Pollen-based paleoenvironmental and paleoclimatic change at Lake Ohrid (south-eastern Europe) during the past 500 ka
- 1Dipartimento di Biologia Ambientale, Università di Roma “La Sapienza”, Rome, Italy
- 2Paleoenvironmental Dynamics Group, Institute of Earth Sciences, Heidelberg University, Heidelberg, Germany
- 3Institute of Geography and Education, University of Cologne, Cologne, Germany
- 4Dipartimento di Scienze della Terra, Università di Firenze, Florence, Italy
- 5HNHP – Histoire naturelle de l'Homme préhistorique, UMR 7194 CNRS, Département de Préhistoire, Muséum national d'Histoire naturelle, Institut de Paléontologie Humaine, Paris, France
- 6Institute for Geology and Mineralogy, University of Cologne, Cologne, Germany
- 7Faculty of Geology and Geoenvironment, National and Kapodistrian University of Athens, Athens, Greece
- 8CNRS UMR 5554, Institut des Sciences de l'Evolution de Montpellier, Université de Montpellier, Montpellier, France
- 9Dipartimento di Scienze della Vita, Laboratorio di Palinologia e Paleobotanica, Università di Modena e Reggio Emilia, Modena, Italy
- 10Dipartimento di Scienze della Terra, University of Pisa, Pisa, Italy
- 11Palaeoecology, Department of Physical Geography, Utrecht University, Utrecht, the Netherlands
Abstract. Lake Ohrid is located at the border between FYROM (Former Yugoslavian Republic of Macedonia) and Albania and formed during the latest phases of Alpine orogenesis. It is the deepest, the largest and the oldest tectonic lake in Europe. To better understand the paleoclimatic and paleoenvironmental evolution of Lake Ohrid, deep drilling was carried out in 2013 within the framework of the Scientific Collaboration on Past Speciation Conditions (SCOPSCO) project that was funded by the International Continental Scientific Drilling Program (ICDP). Preliminary results indicate that lacustrine sedimentation of Lake Ohrid started between 1.2 and 1.9 Ma ago. Here we present new pollen data (selected percentage and concentration taxa/groups) of the uppermost ∼ 200 m of the 569 m long DEEP core drilled in the depocentre of Lake Ohrid. The study is the fruit of a cooperative work carried out in several European palynological laboratories. The age model of this part of the core is based on 10 tephra layers and on tuning of biogeochemical proxy data to orbital parameters.

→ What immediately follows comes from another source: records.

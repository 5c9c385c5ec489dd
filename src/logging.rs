use std::fs;
use tracing_subscriber::{fmt, prelude::*, EnvFilter};

/// Initializes the logging system with both console and file output.
pub fn init_logging() {
    // Ensure logs directory exists
    let _ = fs::create_dir_all("logs");

    // Create a non-blocking file appender for daily log rotation
    let file_appender = tracing_appender::rolling::daily("logs", "sales_etl.log");
    let (non_blocking_writer, _guard) = tracing_appender::non_blocking(file_appender);

    // Create a JSON layer for file logging
    let file_layer = fmt::layer().json().with_writer(non_blocking_writer);

    // Create a formatted layer for console logging
    let console_layer = fmt::layer().with_writer(std::io::stderr);

    // Set the global default subscriber
    tracing_subscriber::registry()
        .with(EnvFilter::from_default_env().add_directive("sales_etl=info".parse().unwrap()))
        .with(file_layer)
        .with(console_layer)
        .init();

    // We need to keep the guard in scope to ensure logs are flushed on exit
    std::mem::forget(_guard);
}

According to the age model, the studied sequence covers the last ∼ 500 000 years at a millennial-scale resolution ( ∼ 1.6 ka) and records the major vegetation and climate changes that occurred during the last 12 (13 only pro parte) marine isotope stages (MIS). Our results indicate that there is a general good correspondence between forested/non-forested periods and glacial–interglacial cycles of the marine isotope stratigraphy. The record shows a progressive change from cooler and wetter to warmer and drier interglacial conditions. This shift in temperature and moisture availability is visible also in vegetation during glacial periods.
The period corresponding to MIS11 (pollen assemblage zone OD-10, 428–368 ka BP) is dominated by montane trees such as conifers. Mesophilous elements such as deciduous and semi-deciduous oaks dominate forest periods of MIS5 (PASZ OD-3, 129–70 ka BP) and MIS1 (PASZ OD-1, 14 ka BP to present). Moreover, MIS7 (PASZ OD-6, 245–190 ka) shows a very high interglacial variability, with alternating expansions of montane and mesophilous arboreal taxa. Grasslands (open vegetation formations requiring relatively humid conditions) characterize the earlier glacial phases of MIS12 (PASZ OD-12, 488–459 ka), MIS10 (corresponding to the central part of PASZ OD-10, 428–366 ka) and MIS8 (PASZ OD-7, 288–245 ka). Steppes (open vegetation formations typical of dry environments) prevail during MIS6 (OD-5 and OD-4, 190–129 ka) and during MIS4-2 (PASZ OD-2, 70–14 ka).
Our palynological results support the notion that Lake Ohrid has been a refugium area for both temperate and montane trees during glacials. Closer comparisons with other long southern European and Near Eastern pollen records will be achieved through ongoing high-resolution studies.